Here's a draft implementation of a binary tree which uses recursion for insertion, searching and printing the tree, it should support the functionality you need.

class Node(object):
    def __init__(self, value):
        self.value = value
        self.left = None
        self.right = None
        self.count = 1

    def __str__(self):
        return 'value: {0}, count: {1}'.format(self.value, self.count)

def insert(root, value):
    if not root:
        return Node(value)
    elif root.value == value:
        root.count += 1
    elif value < root.value:
        root.left = insert(root.left, value)
    else:
        root.right = insert(root.right, value)

    return root

def create(seq):
    root = None
    for word in seq:
        root = insert(root, word)

    return root

def search(root, word, depth=1):
    if not root:
        return 0, 0
    elif root.value == word:
        return depth, root.count
    elif word < root.value:
        return search(root.left, word, depth + 1)
    else:
        return search(root.right, word, depth + 1)

def print_tree(root):
    if root:
        print_tree(root.left)
        print root
        print_tree(root.right)

src = ['foo', 'bar', 'foobar', 'bar', 'barfoo']
tree = create(src)
print_tree(tree)

for word in src:
    print 'search {0}, result: {1}'.format(word, search(tree, word))

# Output
# value: bar, count: 2
# value: barfoo, count: 1
# value: foo, count: 1
# value: foobar, count: 1
# search foo, result: (1, 1)
# search bar, result: (2, 2)
# search foobar, result: (2, 1)
# search bar, result: (2, 2)
# search barfoo, result: (3, 1)


回答2:

To answer your direct question, the reason why you are placing all of the words into a single node is because of the following statement inside of main():

b.insert(words)

The insert function creates a Node and sets the value of the node to the item you pass in. Instead, you need to create a node for each item in the list which is what your createTree() function does. The preceeding b.insert is not necessary.
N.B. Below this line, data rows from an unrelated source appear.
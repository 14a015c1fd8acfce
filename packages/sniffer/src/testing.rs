//! Testing utilities: mock collaborator implementations.
//!
//! Deterministic, configurable stand-ins for the LLM, scraping, and
//! search capabilities, with call tracking for never-invoked
//! assertions. No network, no randomness.

use async_trait::async_trait;
use serde_json::{Map, Value};
use std::sync::{Arc, RwLock};

use crate::error::{CapabilityError, CapabilityResult};
use crate::schema::RecordSchema;
use crate::traits::analyzer::{Analyzer, Classification, ConfigProposal};
use crate::traits::scraper::Scraper;
use crate::traits::searcher::WebSearcher;

/// Record of a call made to [`MockAnalyzer`].
#[derive(Debug, Clone)]
pub enum AnalyzerCall {
    Classify { candidates: Vec<String> },
    GenerateConfig,
    StructuredCompletion { prompt: String },
}

/// A mock analyzer with scripted responses.
///
/// By default `structured_completion` is *faithful*: it parses the
/// `KEY NAME: .. -> KEY RELATED DATA: ..` lines out of the prompt and
/// echoes back the fields present in the target schema, so refinement
/// collapses to identity for already-clean input. Script a fixed
/// response with [`with_completion`](Self::with_completion) to
/// override that.
#[derive(Default, Clone)]
pub struct MockAnalyzer {
    classification: Arc<RwLock<Option<Classification>>>,
    classification_error: Arc<RwLock<Option<String>>>,
    proposal: Arc<RwLock<Option<ConfigProposal>>>,
    proposal_scripted: Arc<RwLock<bool>>,
    completion: Arc<RwLock<Option<Value>>>,
    calls: Arc<RwLock<Vec<AnalyzerCall>>>,
}

impl MockAnalyzer {
    pub fn new() -> Self {
        Self::default()
    }

    /// Script the classification result.
    pub fn with_classification(self, keyword: impl Into<String>, entity: Option<&str>) -> Self {
        let keyword = keyword.into();
        *self.classification.write().unwrap() = Some(Classification {
            is_classified: keyword.to_lowercase() != "not found",
            keyword,
            entity: entity.map(str::to_owned),
        });
        self
    }

    /// Make classification fail with a capability error.
    pub fn with_classification_error(self, message: impl Into<String>) -> Self {
        *self.classification_error.write().unwrap() = Some(message.into());
        self
    }

    /// Script the config-generation proposal.
    pub fn with_proposal(self, proposal: ConfigProposal) -> Self {
        *self.proposal.write().unwrap() = Some(proposal);
        *self.proposal_scripted.write().unwrap() = true;
        self
    }

    /// Make config generation return no usable proposal.
    pub fn with_no_proposal(self) -> Self {
        *self.proposal.write().unwrap() = None;
        *self.proposal_scripted.write().unwrap() = true;
        self
    }

    /// Script a fixed structured-completion response.
    pub fn with_completion(self, value: Value) -> Self {
        *self.completion.write().unwrap() = Some(value);
        self
    }

    /// All calls made to this mock.
    pub fn calls(&self) -> Vec<AnalyzerCall> {
        self.calls.read().unwrap().clone()
    }

    pub fn call_count(&self) -> usize {
        self.calls.read().unwrap().len()
    }

    /// Parse `KEY NAME: <k> -> KEY RELATED DATA: <v>` lines back into
    /// an object, keeping only fields the schema names.
    fn echo_from_prompt(prompt: &str, schema: &RecordSchema) -> Value {
        let mut object = Map::new();
        for line in prompt.lines() {
            // The first serialized line may carry a "Data: " prefix.
            let Some((_, rest)) = line.split_once("KEY NAME: ") else {
                continue;
            };
            let Some((name, value)) = rest.split_once(" -> KEY RELATED DATA: ") else {
                continue;
            };
            if schema.contains_field(name) {
                object.insert(name.to_string(), Value::String(value.to_string()));
            }
        }
        Value::Object(object)
    }
}

#[async_trait]
impl Analyzer for MockAnalyzer {
    async fn classify(
        &self,
        candidates: &[String],
        _urls: &[String],
        _prompt: &str,
    ) -> CapabilityResult<Classification> {
        self.calls.write().unwrap().push(AnalyzerCall::Classify {
            candidates: candidates.to_vec(),
        });
        if let Some(message) = self.classification_error.read().unwrap().clone() {
            return Err(CapabilityError::new("mock analyzer", message));
        }
        Ok(self
            .classification
            .read()
            .unwrap()
            .clone()
            .unwrap_or_default())
    }

    async fn generate_config(
        &self,
        _urls: &[String],
        _prompt: &str,
    ) -> CapabilityResult<Option<ConfigProposal>> {
        self.calls.write().unwrap().push(AnalyzerCall::GenerateConfig);
        if !*self.proposal_scripted.read().unwrap() {
            return Err(CapabilityError::new("mock analyzer", "no scripted proposal"));
        }
        Ok(self.proposal.read().unwrap().clone())
    }

    async fn structured_completion(
        &self,
        prompt: &str,
        schema: &RecordSchema,
        _model: Option<&str>,
    ) -> CapabilityResult<Value> {
        self.calls
            .write()
            .unwrap()
            .push(AnalyzerCall::StructuredCompletion {
                prompt: prompt.to_string(),
            });
        if let Some(value) = self.completion.read().unwrap().clone() {
            return Ok(value);
        }
        Ok(Self::echo_from_prompt(prompt, schema))
    }
}

/// Record of a call made to [`MockScraper`].
#[derive(Debug, Clone)]
pub enum ScraperCall {
    Extract { urls: Vec<String>, prompt: String },
    Search { query: String },
}

/// A mock scraper with a scripted extraction payload.
#[derive(Default, Clone)]
pub struct MockScraper {
    extraction: Arc<RwLock<Option<Value>>>,
    search_answer: Arc<RwLock<Option<String>>>,
    calls: Arc<RwLock<Vec<ScraperCall>>>,
}

impl MockScraper {
    pub fn new() -> Self {
        Self::default()
    }

    /// Script the extraction payload (returned verbatim; wrap it in
    /// `data`/`output` envelopes to exercise the unwrapping adapter).
    pub fn with_extraction(self, payload: Value) -> Self {
        *self.extraction.write().unwrap() = Some(payload);
        self
    }

    /// Script the search answer text.
    pub fn with_search_answer(self, answer: impl Into<String>) -> Self {
        *self.search_answer.write().unwrap() = Some(answer.into());
        self
    }

    pub fn calls(&self) -> Vec<ScraperCall> {
        self.calls.read().unwrap().clone()
    }

    pub fn extract_calls(&self) -> usize {
        self.calls
            .read()
            .unwrap()
            .iter()
            .filter(|call| matches!(call, ScraperCall::Extract { .. }))
            .count()
    }

    pub fn search_calls(&self) -> usize {
        self.calls
            .read()
            .unwrap()
            .iter()
            .filter(|call| matches!(call, ScraperCall::Search { .. }))
            .count()
    }
}

#[async_trait]
impl Scraper for MockScraper {
    async fn extract(
        &self,
        urls: &[String],
        prompt: &str,
        _schema: &Value,
    ) -> CapabilityResult<Value> {
        self.calls.write().unwrap().push(ScraperCall::Extract {
            urls: urls.to_vec(),
            prompt: prompt.to_string(),
        });
        self.extraction
            .read()
            .unwrap()
            .clone()
            .ok_or_else(|| CapabilityError::new("mock scraper", "no scripted extraction"))
    }

    async fn search(&self, query: &str) -> CapabilityResult<String> {
        self.calls.write().unwrap().push(ScraperCall::Search {
            query: query.to_string(),
        });
        self.search_answer
            .read()
            .unwrap()
            .clone()
            .ok_or_else(|| CapabilityError::new("mock scraper", "no scripted search answer"))
    }
}

/// A mock web searcher with a scripted answer.
#[derive(Default, Clone)]
pub struct MockWebSearcher {
    answer: Arc<RwLock<Option<String>>>,
    calls: Arc<RwLock<Vec<String>>>,
}

impl MockWebSearcher {
    pub fn new() -> Self {
        Self::default()
    }

    /// Script the answer text.
    pub fn with_answer(self, answer: impl Into<String>) -> Self {
        *self.answer.write().unwrap() = Some(answer.into());
        self
    }

    /// Queries this mock has answered.
    pub fn queries(&self) -> Vec<String> {
        self.calls.read().unwrap().clone()
    }
}

#[async_trait]
impl WebSearcher for MockWebSearcher {
    async fn answer(&self, query: &str, _model: Option<&str>) -> CapabilityResult<String> {
        self.calls.write().unwrap().push(query.to_string());
        self.answer
            .read()
            .unwrap()
            .clone()
            .ok_or_else(|| CapabilityError::new("mock searcher", "no scripted answer"))
    }
}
Removing that line makes your tree become correctly formed, but reveals a fundamental problem with the design of your data structure, namely the printTree() method. This method seems designed to traverse the tree and recursively call itself on any child. In your initial version this function worked, because there the tree was mal-formed with only a single node of the whole list (and the print function simply printed that value since right and left were empty).

However with a correctly formed tree the printTree() function now tries to invoke itself on the left and right descendants. The descendants however are of type _Node, not of type BinaryTree, and there is no methodprintTree() declared for _Node objects.

You can salvage your code and solve this new error in one of two ways. First you can implement your BinaryTree.printTree() function as _Node.printTree(). You can't do a straight copy and paste, but the logic of the function won't have to change much. Or you could leave the method where it is at, but wrap each _left or _right node inside of a new BinaryTree so that they would have the necessary printTree() method. Doing this would leave the method where it is at, but you will still have to implement some kind of helper traversal method inside of _Node.

Finally, you could change all of your _Node objects to be _BinaryTree objects instead.

The semantic difference between a node and a tree is one of scope. A node should only be aware of itself, its direct children (left and right), and possibly its parent. A tree on the other hand can be aware of any of its descendents, no matter how far removed. This is accomplished by treating any child node as its own tree. Even a leaf, without any children at all can be thought of as a tree with a depth of 0. This behavior is what lets a tree work recursively. Your code is mixing the two together.